Conflict of Interest Declaration

The ILCOR Continuous Evidence Evaluation process is guided by a rigorous ILCOR Conflict of Interest policy. The following Task Force members and other authors were recused from the discussion as they declared a conflict of interest: None applicable

The following Task Force members and other authors declared an intellectual conflict of interest and this was acknowledged and managed by the Task Force Chairs and Conflict of Interest committees: Laurie Morrison, Christian Vaillancourt

CoSTR Citation

Nehme Z, Cash R, Dicker B, de Caen A, Perkins G, Dewan M, Dassanayake V, Raffay V, Vaillancourt C, Olasveengen T, Tjelmeland I, Kleinman M, Bray J, on behalf of the International Liaison Committee on Resuscitation (ILCOR) Basic Life Support Task Force. Continuous chest compressions versus standard cardiopulmonary resuscitation for EMS: A systematic review Consensus on Science with Treatment Recommendations [Internet] Brussels, Belgium: International Liaison Committee on Resuscitation (ILCOR) Basic Life Support Task Force, 2024 October 24. Available from: http://ilcor.org

Methodological Preamble and Link to Published Systematic Review

The continuous evidence evaluation process for the production of Consensus on Science with Treatment Recommendations (CoSTR) started with a systematic review led by the Basic Life Support Task Force (Ashoor 2017 112 – PROSPERO CRD42016047811) and conducted by the Knowledge Synthesis Unit at St Michael’s Hospital, Toronto, Canada with involvement of clinical content experts. The review team examined the Ashoor at al. 2017 systematic review and noted a high number of studies that were not identified in the search strategy used. Additionally, the Ashoor review included unadjusted data and some meta-analyses that had considerable heterogeneity.

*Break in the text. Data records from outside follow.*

//! The process-wide timed-event engine: a fixed-capacity registry plus the
//! list of currently-armed slot indices. Corresponds to the `timed_events`
//! singly-linked list and `SchedulerProcessTimedEvents` in the reference
//! kernel.
//!
//! The reference list is threaded through the nodes themselves via a `next`
//! pointer, and its removal helper (`RemoveTimedEvent`) nulls out
//! `(*trail)->next->next` before relinking — which corrupts the list when
//! the removed node isn't the tail. Here the "list" is a
//! [`heapless::Vec`] of indices into a fixed registry, the same
//! arena-by-slot approach `aomk-qf`'s ready list uses for active objects;
//! removing a slot is `Vec::remove` on an index, so there's no pointer
//! splice to get wrong.

use core::cell::RefCell;
use critical_section::Mutex;
use heapless::Vec;

/// Upper bound on the number of distinct timed events the engine can track
/// at once.
pub const MAX_TIMED_EVENTS: usize = 16;

pub(crate) enum TickOutcome {
    StayArmed,
    Unarm,
}

/// Object-safe face of a timed event, so the engine can hold a fixed-size
/// array of heterogeneous events (each posting its own message type) behind
/// `&'static dyn TimedEventObject`.
pub(crate) trait TimedEventObject: Sync {
    fn is_active(&self) -> bool;
    fn engine_slot(&self) -> Option<usize>;
    fn set_engine_slot(&self, slot: usize);
    /// Advances this event by one tick, dispatching if it has reached its
    /// period. Returns whether the event should stay in the armed list.
    fn tick(&self) -> TickOutcome;
}

struct EngineState {
    registry: [Option<&'static dyn TimedEventObject>; MAX_TIMED_EVENTS],
    armed: Vec<usize, MAX_TIMED_EVENTS>,
}

impl EngineState {
    const fn new() -> Self {
        EngineState {
            registry: [None; MAX_TIMED_EVENTS],
            armed: Vec::new(),
        }
    }
}

static ENGINE: Mutex<RefCell<EngineState>> = Mutex::new(RefCell::new(EngineState::new()));

/// Links `event` into the armed list, assigning it a registry slot the
/// first time it's armed. Re-arming an event already in the armed list is a
/// no-op here (the caller has already reset its count/active flag) —
/// the arena-slot guard against the reference kernel's self-chaining
/// hazard when `SchedulerAddTimedEvent` re-arms a node already in the list.
pub(crate) fn add_timed_event(event: &'static dyn TimedEventObject) {
    critical_section::with(|cs| {
        let mut e = ENGINE.borrow_ref_mut(cs);
        // An event's remembered slot is only valid if the registry still
        // holds it there — a test-only full engine reset (or, on a real
        // target, a warm restart that re-inits the engine but not the
        // statics) can leave an event's `slot` field pointing at a registry
        // that's since been cleared. Re-register from scratch when that's
        // detected instead of trusting a stale index.
        let slot = match event.engine_slot() {
            Some(slot) if e.registry[slot].is_some() => slot,
            _ => {
                let slot = e
                    .registry
                    .iter()
                    .position(Option::is_none)
                    .expect("timed event registry full");
                e.registry[slot] = Some(event);
                event.set_engine_slot(slot);
                slot
            }
        };
        if !e.armed.contains(&slot) {
            e.armed.insert(0, slot).expect("timed event registry full");
        }
    });
    aomk_core::trace::emit(aomk_core::TraceEvent::TimerArmed);
}

fn unarm(slot: usize) {
    critical_section::with(|cs| {
        let mut e = ENGINE.borrow_ref_mut(cs);
        if let Some(pos) = e.armed.iter().position(|&s| s == slot) {
            e.armed.remove(pos);
        }
    });
    aomk_core::trace::emit(aomk_core::TraceEvent::TimerDisarmed);
}

/// Walks every currently-armed event once, dispatching any that have
/// reached their period and unarming any that are disabled or were
/// single-shot and just fired. Corresponds to `SchedulerProcessTimedEvents`,
/// called once per `SysTick`.
///
/// The armed list is snapshotted under one critical section and then each
/// event is ticked with the engine lock released, mirroring how
/// `scheduler_activate_ao` drains the ready list without holding the kernel
/// lock across a handler call.
pub fn process_timed_events() {
    let armed: Vec<usize, MAX_TIMED_EVENTS> = critical_section::with(|cs| ENGINE.borrow_ref(cs).armed.clone());

    for slot in armed {
        let event = critical_section::with(|cs| ENGINE.borrow_ref(cs).registry[slot]);
        let Some(event) = event else { continue };

        if !event.is_active() {
            unarm(slot);
            continue;
        }

        match event.tick() {
            TickOutcome::StayArmed => {}
            TickOutcome::Unarm => unarm(slot),
        }
    }
}

/// Number of events currently armed (linked into the list the tick walk
/// traverses).
pub fn armed_count() -> usize {
    critical_section::with(|cs| ENGINE.borrow_ref(cs).armed.len())
}

#[cfg(test)]
pub(crate) fn reset_for_test() {
    critical_section::with(|cs| {
        *ENGINE.borrow_ref_mut(cs) = EngineState::new();
    });
}
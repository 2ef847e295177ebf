use core::fmt;

/// Monotonic 1 ms tick counter, incremented once per `SysTick`. Wraps on
/// overflow rather than panicking — a wrapped comparison would need to be
/// reintroduced if this kernel ever ran long enough for it to matter, which
/// at 1 ms/tick and `u32` is about 49 days.
#[derive(Debug, Clone, Copy, PartialEq, Eq, PartialOrd, Ord, Default)]
pub struct Tick(u32);

impl Tick {
    pub const ZERO: Tick = Tick(0);

    pub const fn new(ticks: u32) -> Self {
        Tick(ticks)
    }

    pub const fn raw(self) -> u32 {
        self.0
    }

    /// Advance by one tick, wrapping on overflow.
    pub fn advance(&mut self) {
        self.0 = self.0.wrapping_add(1);
    }

    /// Ticks elapsed since an earlier reading, handling one wraparound.
    pub fn elapsed_since(self, earlier: Tick) -> u32 {
        self.0.wrapping_sub(earlier.0)
    }
}

impl fmt::Display for Tick {
    fn fmt(&self, f: &mut fmt::Formatter<'_>) -> fmt::Result {
        write!(f, "{}ms", self.0)
    }
}

#[cfg(feature = "defmt")]
impl defmt::Format for Tick {
    fn format(&self, fmt: defmt::Formatter) {
        defmt::write!(fmt, "{=u32}ms", self.0);
    }
}
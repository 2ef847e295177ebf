//! A single timed event: a destination, a fixed message, a period, and a
//! single-shot/periodic type. Corresponds to `TimedEventSimple_t`.

use core::cell::RefCell;
use critical_section::Mutex;

use aomk_core::Message;
use aomk_qf::Active;

use crate::engine::{self, TickOutcome, TimedEventObject};

/// Whether an event removes itself after firing once, or keeps reloading.
/// Corresponds to `TimedEventType_t`.
#[derive(Debug, Clone, Copy, PartialEq, Eq)]
pub enum TimedEventKind {
    /// Fires once, then disarms itself.
    Single,
    /// Reloads `count` to 0 and keeps firing every `period` ticks.
    Periodic,
}

#[cfg(feature = "defmt")]
impl defmt::Format for TimedEventKind {
    fn format(&self, fmt: defmt::Formatter) {
        match self {
            TimedEventKind::Single => defmt::write!(fmt, "Single"),
            TimedEventKind::Periodic => defmt::write!(fmt, "Periodic"),
        }
    }
}

struct TimedEventState<M: Message> {
    message: M,
    period: u32,
    count: u32,
    kind: TimedEventKind,
    active: bool,
    /// Index into the engine's registry, assigned the first time this event
    /// is armed. `None` until then.
    slot: Option<usize>,
}

/// A node in the timed-event engine. Corresponds to `TimedEventSimple_t`
/// plus the message it carries; generalized from a `void*` payload to a
/// typed `M`, same as [`aomk_qf::Active`].
///
/// Build one as a `'static` and arm it with [`TimedEvent::arm`]. Every
/// accessor goes through a `critical_section::Mutex<RefCell<_>>`, the same
/// interior-mutability shape `Active` and `MemoryPool` use, so the engine
/// can hold a `&'static dyn` reference to it without needing `&mut`.
pub struct TimedEvent<M: Message, const QLEN: usize> {
    dest: &'static Active<M, QLEN>,
    inner: Mutex<RefCell<TimedEventState<M>>>,
}

impl<M: Message, const QLEN: usize> TimedEvent<M, QLEN> {
    /// Builds a disarmed-from-the-engine's-perspective event. Corresponds to
    /// `TimedEventSimpleCreate`; arming it (see [`TimedEvent::arm`]) is a
    /// separate step, matching `SchedulerAddTimedEvent`.
    pub const fn new(dest: &'static Active<M, QLEN>, message: M, period: u32, kind: TimedEventKind) -> Self {
        TimedEvent {
            dest,
            inner: Mutex::new(RefCell::new(TimedEventState {
                message,
                period,
                count: 0,
                kind,
                active: true,
                slot: None,
            })),
        }
    }

    /// Lazily cancels this event: the next tick that observes it removes it
    /// from the engine's armed list instead of ticking it. Corresponds to
    /// `TimedEventDisable`. Idempotent.
    pub fn disable(&self) {
        critical_section::with(|cs| self.inner.borrow_ref_mut(cs).active = false);
    }

    /// Arms (or re-arms) this event: resets `count` to 0, marks it active,
    /// and links it into the engine's armed list if it isn't already there.
    /// Corresponds to `SchedulerAddTimedEvent`.
    pub fn arm(&'static self) {
        critical_section::with(|cs| {
            let mut s = self.inner.borrow_ref_mut(cs);
            s.count = 0;
            s.active = true;
        });
        engine::add_timed_event(self);
    }
}

impl<M: Message, const QLEN: usize> TimedEventObject for TimedEvent<M, QLEN> {
    fn is_active(&self) -> bool {
        critical_section::with(|cs| self.inner.borrow_ref(cs).active)
    }

    fn engine_slot(&self) -> Option<usize> {
        critical_section::with(|cs| self.inner.borrow_ref(cs).slot)
    }

    fn set_engine_slot(&self, slot: usize) {
        critical_section::with(|cs| self.inner.borrow_ref_mut(cs).slot = Some(slot));
    }

    fn tick(&self) -> TickOutcome {
        let (outcome, fired) = critical_section::with(|cs| {
            let mut s = self.inner.borrow_ref_mut(cs);
            if !s.active {
                return (TickOutcome::Unarm, false);
            }
            s.count += 1;
            if s.count >= s.period {
                // A FULL return is silently dropped: best-effort delivery is
                // the whole point of a tick-driven event.
                let _ = self.dest.post(s.message);
                s.count = 0;
                if s.kind == TimedEventKind::Single {
                    s.active = false;
                    return (TickOutcome::Unarm, true);
                }
                return (TickOutcome::StayArmed, true);
            }
            (TickOutcome::StayArmed, false)
        });
        if fired {
            aomk_core::trace::emit(aomk_core::TraceEvent::TimerFired);
        }
        outcome
    }
}
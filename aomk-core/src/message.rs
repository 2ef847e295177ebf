use core::fmt;

/// Width, in bytes, of the fixed slot a [`crate::Priority`]'s message queue
/// stores each message in. Mirrors `OS_MESSAGE_MAX_SIZE` from the reference
/// kernel; payloads that don't fit must be indirected through the memory
/// pool and referenced by [`PoolKeyMessage`]'s 16-bit key instead.
pub const MESSAGE_MAX_SIZE: usize = 20;

/// The fixed header every message carries: an identifying signal and the
/// size of the concrete type for tracing/debugging. The reference kernel
/// reads this header off the front of an untyped byte slot; here it is a
/// field every [`Message`] implementation exposes directly, since Rust's
/// generics let the queue stay typed end to end instead of reinterpreting
/// raw bytes.
#[derive(Debug, Clone, Copy, PartialEq, Eq)]
pub struct MessageHeader {
    /// Application-defined message identifier.
    pub id: u32,
    /// Size of the concrete message in bytes, for tracing only.
    pub size: u8,
}

impl fmt::Display for MessageHeader {
    fn fmt(&self, f: &mut fmt::Formatter<'_>) -> fmt::Result {
        write!(f, "msg#{}({}B)", self.id, self.size)
    }
}

#[cfg(feature = "defmt")]
impl defmt::Format for MessageHeader {
    fn format(&self, fmt: defmt::Formatter) {
        defmt::write!(fmt, "msg#{=u32}({=u8}B)", self.id, self.size);
    }
}

/// A value that can be posted into an active object's message queue.
///
/// Every message is `Copy`: `MsgQueuePut` never takes ownership away from
/// the caller, it duplicates the value into a queue slot. An implementation
/// must report a `size` that does not exceed [`MESSAGE_MAX_SIZE`]; oversized
/// messages are a programmer error per the kernel's error-handling design
/// (category 2), not a runtime `Result`.
pub trait Message: Copy + Send + 'static {
    /// Application-defined signal/id for this message.
    fn id(&self) -> u32;

    /// Size of this concrete message in bytes, used only for tracing.
    /// Defaults to `size_of::<Self>()`.
    fn size(&self) -> usize {
        core::mem::size_of::<Self>()
    }

    /// Convenience header built from [`Message::id`]/[`Message::size`].
    fn header(&self) -> MessageHeader {
        MessageHeader {
            id: self.id(),
            size: self.size() as u8,
        }
    }
}

/// Example message carrying a timestamp alongside a data word. Corresponds
/// to `DataMessage_t` in the C reference kernel.
#[derive(Debug, Clone, Copy, PartialEq, Eq)]
pub struct TimestampedMessage {
    pub id: u32,
    pub timestamp: crate::Tick,
    pub data: u32,
}

impl Message for TimestampedMessage {
    fn id(&self) -> u32 {
        self.id
    }
}

/// Example message that indirects its payload through the memory pool.
/// Corresponds to `MemoryBlockMessage_t` in the C reference kernel: the
/// receiving handler calls `OSMemoryBlockGet(key)` to reach the payload and
/// is responsible for eventually freeing it.
#[derive(Debug, Clone, Copy, PartialEq, Eq)]
pub struct PoolKeyMessage {
    pub id: u32,
    pub key: u16,
    pub size: u8,
}

impl Message for PoolKeyMessage {
    fn id(&self) -> u32 {
        self.id
    }

    fn size(&self) -> usize {
        self.size as usize
    }
}
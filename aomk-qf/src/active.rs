//! The active-object trait and its generic, typed-queue implementation.

use core::cell::RefCell;
use critical_section::Mutex;

use aomk_core::{KernelError, KernelResult, Message, Priority};
use aomk_queue::MessageQueue;

/// Lifecycle state of an active object. Corresponds to `AO_ACTIVE` /
/// `AO_READY` / `AO_WAITING` in the reference kernel.
#[derive(Debug, Clone, Copy, PartialEq, Eq)]
pub enum AoState {
    /// Currently draining its queue; the scheduler published its priority
    /// into `current_prio`.
    Active,
    /// Linked into the ready list, waiting for the scheduler to reach it.
    Ready,
    /// Not linked anywhere; its queue is empty (or hasn't been readied yet).
    Waiting,
}

#[cfg(feature = "defmt")]
impl defmt::Format for AoState {
    fn format(&self, fmt: defmt::Formatter) {
        match self {
            AoState::Active => defmt::write!(fmt, "Active"),
            AoState::Ready => defmt::write!(fmt, "Ready"),
            AoState::Waiting => defmt::write!(fmt, "Waiting"),
        }
    }
}

/// Object-safe face of an active object, so the kernel's registry can hold a
/// fixed-size array of heterogeneous active objects (each with its own
/// message type) behind `&'static dyn ActiveObject` — the same shape the
/// reference kernel's registry uses for `dyn QActive`.
///
/// Every method takes `&self`: an `Active<M, QLEN>` keeps its mutable state
/// behind a `critical_section::Mutex<RefCell<_>>` internally, the same
/// interior-mutability pattern [`aomk_mem::MemoryPool`] uses. That's what
/// lets the registry and the ready list both hold a shared reference to the
/// same active object without fighting the borrow checker over who owns the
/// one `&mut` a plain struct would require.
pub trait ActiveObject: Sync {
    /// Registry slot this active object occupies, distinct from its
    /// [`Priority`] — two active objects may share a priority, but never an
    /// id. Corresponds to the reference kernel's `ActiveObject_t::id`.
    fn id(&self) -> u8;
    fn priority(&self) -> Priority;
    fn state(&self) -> AoState;
    fn set_state(&self, state: AoState);
    fn queue_is_empty(&self) -> bool;

    /// Dequeues exactly one message and runs the handler on it to
    /// completion. Precondition: `!queue_is_empty()`.
    fn dispatch_one(&self);
}

struct ActiveState<M: Message, const QLEN: usize> {
    state: AoState,
    queue: MessageQueue<M, QLEN>,
}

/// A concrete active object: a fixed id and priority, a bounded queue of
/// message type `M`, and a run-to-completion handler. Corresponds to
/// `ActiveObject_t` plus its owned `MessageQueue_t` in the reference kernel;
/// generalized from a `void*` handler signature to a typed `fn(M)`.
pub struct Active<M: Message, const QLEN: usize> {
    id: u8,
    priority: Priority,
    handler: fn(M),
    inner: Mutex<RefCell<ActiveState<M, QLEN>>>,
}

impl<M: Message, const QLEN: usize> Active<M, QLEN> {
    /// Builds an active object at registry slot `id` and priority
    /// `priority`. `id` and `priority` are independent: two active objects
    /// may be created at the same `priority` (they run in arrival order
    /// whenever both are ready), but each needs its own `id`. It still
    /// needs to be registered with the kernel (see
    /// [`crate::active_object_create`]) before it can be posted to.
    pub const fn new(id: u8, priority: Priority, handler: fn(M)) -> Self {
        Active {
            id,
            priority,
            handler,
            inner: Mutex::new(RefCell::new(ActiveState {
                state: AoState::Waiting,
                queue: MessageQueue::new(),
            })),
        }
    }

    /// Copies `msg` into this object's queue and, on success, readies it
    /// with the kernel. Mirrors `MsgQueuePut`: the put and the
    /// `SchedulerAddReady` call are both issued from inside one critical
    /// section so a concurrent ISR post can't interleave between them.
    pub fn post(&'static self, msg: M) -> KernelResult<()> {
        if !crate::scheduler::is_initialized() {
            return Err(KernelError::Uninitialized);
        }
        match critical_section::with(|cs| self.inner.borrow_ref_mut(cs).queue.put(msg)) {
            Ok(_) => {
                crate::scheduler::add_ready(self.id);
                aomk_core::trace::emit(aomk_core::TraceEvent::MessagePut);
                Ok(())
            }
            Err(err) => {
                aomk_core::trace::emit(aomk_core::TraceEvent::MessageQueueFull);
                Err(err)
            }
        }
    }

    pub fn len(&self) -> usize {
        critical_section::with(|cs| self.inner.borrow_ref(cs).queue.len())
    }

    pub fn is_empty(&self) -> bool {
        critical_section::with(|cs| self.inner.borrow_ref(cs).queue.is_empty())
    }
}

impl<M: Message, const QLEN: usize> ActiveObject for Active<M, QLEN> {
    fn id(&self) -> u8 {
        self.id
    }

    fn priority(&self) -> Priority {
        self.priority
    }

    fn state(&self) -> AoState {
        critical_section::with(|cs| self.inner.borrow_ref(cs).state)
    }

    fn set_state(&self, state: AoState) {
        critical_section::with(|cs| self.inner.borrow_ref_mut(cs).state = state);
    }

    fn queue_is_empty(&self) -> bool {
        critical_section::with(|cs| self.inner.borrow_ref(cs).queue.is_empty())
    }

    fn dispatch_one(&self) {
        let msg = critical_section::with(|cs| {
            let mut state = self.inner.borrow_ref_mut(cs);
            debug_assert!(!state.queue.is_empty(), "dispatch_one called on an empty queue");
            state.queue.get()
        });
        (self.handler)(msg);
    }
}
#![no_std]
#![forbid(unsafe_code)]

//! Fixed-block memory pool.
//!
//! One byte array, partitioned into 32-byte quanta and tracked by a single
//! `u32` `used` bitmap (one bit per quantum). An allocation returns a 16-bit
//! [`PoolKey`] that encodes both its size and its offset, so `get`/`free` can
//! recover everything they need in O(1) without a side table — the same
//! trade-off the reference kernel's `OSMemoryBlockNew`/`Get`/`FreeBlock` trio
//! makes.

use core::cell::RefCell;
use critical_section::Mutex;

use aomk_core::{KernelError, KernelResult};

/// Pool capacity in bytes. Matches the reference kernel's default.
pub const POOL_SIZE: usize = 512;

const QUANTUM: usize = 32;
const QUANTA: usize = POOL_SIZE / QUANTUM;

/// One of the four sizes the pool will allocate.
#[derive(Debug, Clone, Copy, PartialEq, Eq)]
pub enum BlockSize {
    B32,
    B64,
    B128,
    B256,
}

impl BlockSize {
    pub const fn bytes(self) -> usize {
        match self {
            BlockSize::B32 => 32,
            BlockSize::B64 => 64,
            BlockSize::B128 => 128,
            BlockSize::B256 => 256,
        }
    }

    const fn quanta(self) -> usize {
        self.bytes() / QUANTUM
    }

    /// Maps a byte count onto one of the four recognized sizes.
    pub fn from_bytes(n: usize) -> Option<Self> {
        match n {
            32 => Some(BlockSize::B32),
            64 => Some(BlockSize::B64),
            128 => Some(BlockSize::B128),
            256 => Some(BlockSize::B256),
            _ => None,
        }
    }
}

/// A 16-bit handle to a live allocation: high byte is the block's size in
/// bytes, low byte is its byte offset into the pool. A size of 256 doesn't
/// fit an 8-bit high byte, so it is encoded as `0` and decoded back to 256 —
/// the one value `size << 8` can never otherwise produce for a real
/// allocation. This is the only departure from a literal `(size << 8) |
/// offset` packing, and it is what lets `Free`/`Get` recover the exact size
/// for every block the pool can actually hand out.
///
/// A pool larger than 256 bytes means some offsets don't fit the low byte
/// either; see [`MemoryPool`] for the resulting addressing limit.
#[derive(Debug, Clone, Copy, PartialEq, Eq)]
pub struct PoolKey(u16);

impl PoolKey {
    fn encode(size: BlockSize, offset: usize) -> Self {
        debug_assert_eq!(offset % QUANTUM, 0);
        let size_byte = if size.bytes() == 256 { 0 } else { size.bytes() as u8 };
        PoolKey(((size_byte as u16) << 8) | (offset as u16 & 0xFF))
    }

    /// The raw 16-bit handle, e.g. to pass across a message queue slot.
    pub const fn raw(self) -> u16 {
        self.0
    }

    pub const fn from_raw(raw: u16) -> Self {
        PoolKey(raw)
    }

    fn size_bytes(self) -> usize {
        let high = (self.0 >> 8) as u8;
        if high == 0 {
            256
        } else {
            high as usize
        }
    }

    fn block_bits(self) -> u32 {
        (self.size_bytes() / QUANTUM) as u32
    }

    fn offset(self) -> usize {
        (self.0 & 0xFF) as usize
    }
}

struct PoolState {
    storage: [u8; POOL_SIZE],
    used: u32,
}

/// The pool itself. Every operation is interrupt-safe: `Allocate` and `Free`
/// mutate `used` inside a critical section so two active objects racing for
/// the same quanta can't both win.
pub struct MemoryPool {
    inner: Mutex<RefCell<PoolState>>,
}

impl MemoryPool {
    pub const fn new() -> Self {
        MemoryPool {
            inner: Mutex::new(RefCell::new(PoolState {
                storage: [0; POOL_SIZE],
                used: 0,
            })),
        }
    }

    /// Finds the first free, size-aligned run of quanta and marks it used.
    ///
    /// The reference kernel's search loop stopped one slot short of the
    /// final legitimately-aligned position (`i < QUANTA - block_bits`
    /// instead of `i <= QUANTA - block_bits`); this walks the inclusive
    /// range.
    pub fn allocate(&self, size: BlockSize) -> KernelResult<PoolKey> {
        let block_bits = size.quanta() as u32;
        let mut search_mask: u32 = (1u32 << block_bits) - 1;

        let result = critical_section::with(|cs| {
            let mut state = self.inner.borrow_ref_mut(cs);
            let mut i = 0u32;
            while i + block_bits <= QUANTA as u32 {
                if state.used & search_mask == 0 {
                    state.used |= search_mask;
                    let offset = (i as usize) * QUANTUM;
                    return Ok(PoolKey::encode(size, offset));
                }
                search_mask <<= block_bits;
                i += block_bits;
            }
            Err(KernelError::PoolExhausted)
        });

        match result {
            Ok(_) => aomk_core::trace::emit(aomk_core::TraceEvent::PoolAllocated(size.bytes())),
            Err(_) => aomk_core::trace::emit(aomk_core::TraceEvent::PoolExhausted(size.bytes())),
        }
        result
    }

    /// Runs `f` against the bytes of a live block. `key` must have come from
    /// a prior [`MemoryPool::allocate`] on this pool; no bounds validation
    /// beyond a `debug_assert!` is performed, matching the reference
    /// kernel's O(1), no-checks `Get`.
    pub fn with_block<R>(&self, key: PoolKey, f: impl FnOnce(&[u8]) -> R) -> R {
        critical_section::with(|cs| {
            let state = self.inner.borrow_ref(cs);
            self.debug_check_live(&state, key);
            let (off, size) = (key.offset(), key.size_bytes());
            f(&state.storage[off..off + size])
        })
    }

    /// As [`MemoryPool::with_block`], with mutable access to the block.
    pub fn with_block_mut<R>(&self, key: PoolKey, f: impl FnOnce(&mut [u8]) -> R) -> R {
        critical_section::with(|cs| {
            let mut state = self.inner.borrow_ref_mut(cs);
            self.debug_check_live(&state, key);
            let (off, size) = (key.offset(), key.size_bytes());
            f(&mut state.storage[off..off + size])
        })
    }

    /// Clears the bits a prior `allocate` set. Freeing a key twice, or a key
    /// whose bits aren't all currently set, trips a `debug_assert!` — the
    /// validation the key's encoded size matches the live `used` mask that a
    /// zero-side-table design can't otherwise get for free.
    pub fn free(&self, key: PoolKey) {
        let block_bits = key.block_bits();
        let quantum_index = (key.offset() / QUANTUM) as u32;
        let mask = ((1u32 << block_bits) - 1) << quantum_index;

        critical_section::with(|cs| {
            let mut state = self.inner.borrow_ref_mut(cs);
            debug_assert_eq!(
                state.used & mask,
                mask,
                "freeing a pool key whose bits are not all set (double free or corrupt key)"
            );
            state.used &= !mask;
        });
        aomk_core::trace::emit(aomk_core::TraceEvent::PoolFreed(key.size_bytes()));
    }

    /// Snapshot of current utilization, for tracing/diagnostics.
    pub fn stats(&self) -> PoolStats {
        critical_section::with(|cs| {
            let state = self.inner.borrow_ref(cs);
            let used_quanta = state.used.count_ones() as usize;
            PoolStats {
                total_quanta: QUANTA,
                used_quanta,
                free_quanta: QUANTA - used_quanta,
            }
        })
    }

    fn debug_check_live(&self, state: &PoolState, key: PoolKey) {
        #[cfg(debug_assertions)]
        {
            let block_bits = key.block_bits();
            let quantum_index = (key.offset() / QUANTUM) as u32;
            let mask = ((1u32 << block_bits) - 1) << quantum_index;
            debug_assert_eq!(
                state.used & mask,
                mask,
                "accessing a pool key that is not currently live"
            );
        }
    }
}

impl Default for MemoryPool {
    fn default() -> Self {
        Self::new()
    }
}

/// Utilization snapshot returned by [`MemoryPool::stats`].
#[derive(Debug, Clone, Copy, PartialEq, Eq)]
pub struct PoolStats {
    pub total_quanta: usize,
    pub used_quanta: usize,
    pub free_quanta: usize,
}

#[cfg(feature = "defmt")]
impl defmt::Format for PoolStats {
    fn format(&self, fmt: defmt::Formatter) {
        defmt::write!(
            fmt,
            "PoolStats {{ total: {=usize}, used: {=usize}, free: {=usize} }}",
            self.total_quanta,
            self.used_quanta,
            self.free_quanta
        );
    }
}

#[cfg(test)]
mod tests {
    use super::*;

    #[test]
    fn alloc_from_empty_pool_returns_offset_zero() {
        let pool = MemoryPool::new();
        let key = pool.allocate(BlockSize::B32).unwrap();
        assert_eq!(key.offset(), 0);
    }

    #[test]
    fn alloc_free_alloc_reuses_the_freed_run() {
        let pool = MemoryPool::new();
        let a = pool.allocate(BlockSize::B64).unwrap();
        let b = pool.allocate(BlockSize::B32).unwrap();
        assert_eq!(a.offset(), 0);
        assert_eq!(b.offset(), 64);

        pool.free(a);
        let c = pool.allocate(BlockSize::B64).unwrap();
        assert_eq!(c.offset(), 0);
    }

    #[test]
    fn alloc_256_when_only_32_free_fails() {
        let pool = MemoryPool::new();
        // Consume everything but one 32-byte quantum.
        for _ in 0..(QUANTA - 1) {
            pool.allocate(BlockSize::B32).unwrap();
        }
        assert!(pool.allocate(BlockSize::B256).is_err());
        assert!(pool.allocate(BlockSize::B32).is_ok());
    }

    #[test]
    fn with_block_mut_writes_are_visible_through_with_block() {
        let pool = MemoryPool::new();
        let key = pool.allocate(BlockSize::B32).unwrap();
        pool.with_block_mut(key, |bytes| bytes[0] = 0xAB);
        pool.with_block(key, |bytes| assert_eq!(bytes[0], 0xAB));
        pool.free(key);
    }

    #[test]
    fn exhausting_every_quantum_then_freeing_one_allows_a_single_small_alloc() {
        let pool = MemoryPool::new();
        let mut keys: [Option<PoolKey>; QUANTA] = [None; QUANTA];
        for slot in keys.iter_mut() {
            *slot = Some(pool.allocate(BlockSize::B32).unwrap());
        }
        assert!(pool.allocate(BlockSize::B32).is_err());

        pool.free(keys[QUANTA - 1].take().unwrap());
        assert!(pool.allocate(BlockSize::B32).is_ok());
    }

    #[test]
    fn stats_reflect_allocate_and_free() {
        let pool = MemoryPool::new();
        assert_eq!(pool.stats().used_quanta, 0);

        let key = pool.allocate(BlockSize::B128).unwrap();
        assert_eq!(pool.stats().used_quanta, 4);

        pool.free(key);
        assert_eq!(pool.stats().used_quanta, 0);
    }

    #[test]
    fn a_256_byte_allocation_round_trips_through_the_zero_encoded_size() {
        let pool = MemoryPool::new();
        let key = pool.allocate(BlockSize::B256).unwrap();
        assert_eq!(key.size_bytes(), 256);
        pool.with_block_mut(key, |b| b[255] = 7);
        pool.with_block(key, |b| assert_eq!(b[255], 7));
        pool.free(key);
        assert_eq!(pool.stats().used_quanta, 0);
    }
}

For the present review, the team revised and re-executed the search strategy from database inception to October 20, 2024. Evidence for adult and pediatric literature was sought and considered by the Basic and Paediatric Life Support Task Forces. Since that time, additional scientific literature was published after the completion of the systematic review and identified by the Basic Life Support Task Force and is described before the justifications and evidence to decision highlights section of this CoSTR. These data were considered when formulating the Treatment Recommendations. The current review also excluded studies reporting unadjusted data and meta-analyses were reconsidered where there was significant heterogeneity between included studies.

Systematic Review

Nehme Z, Cash R, Dicker B, de Caen A, Perkins G, Dewan M, Dassanayake V, Raffay V, Vaillancourt C, Olasveengen T, Tjelmeland I, Kleinman M, Bray J, on behalf of the International Liaison Committee on Resuscitation (ILCOR) Basic Life Support Task Force. Continuous chest compressions versus standard cardiopulmonary resuscitation for EMS: A systematic review [in progress]

PICOST

The PICOST (Population, Intervention, Comparator, Outcome, Study Designs and Timeframe)

Population: Adults and children with out-of-hospital cardiac arrest

Intervention: Continuous chest compressions delivered by emergency medical services (EMS) with or without ventilations

Comparators: Standard CPR, defined as any compression-to-ventilation ratio delivered by EMS. Comparator groups that receive no CPR or compared manual CPR with mechanical CPR were excluded from the review. Studies including automated CPR or any use of mechanical devices were only be included if administered to all treatment arms.

Outcomes: Favourable neurological survival (as measured by cerebral performance category or modified Rankin Score) at discharge or 30-days and at any time interval after 30-days; Survival to discharge or 30 days survival; Survival to any time interval after discharge or 30 days survival; Return of spontaneous circulation (ROSC); Quality of life as measured by any indicator or score.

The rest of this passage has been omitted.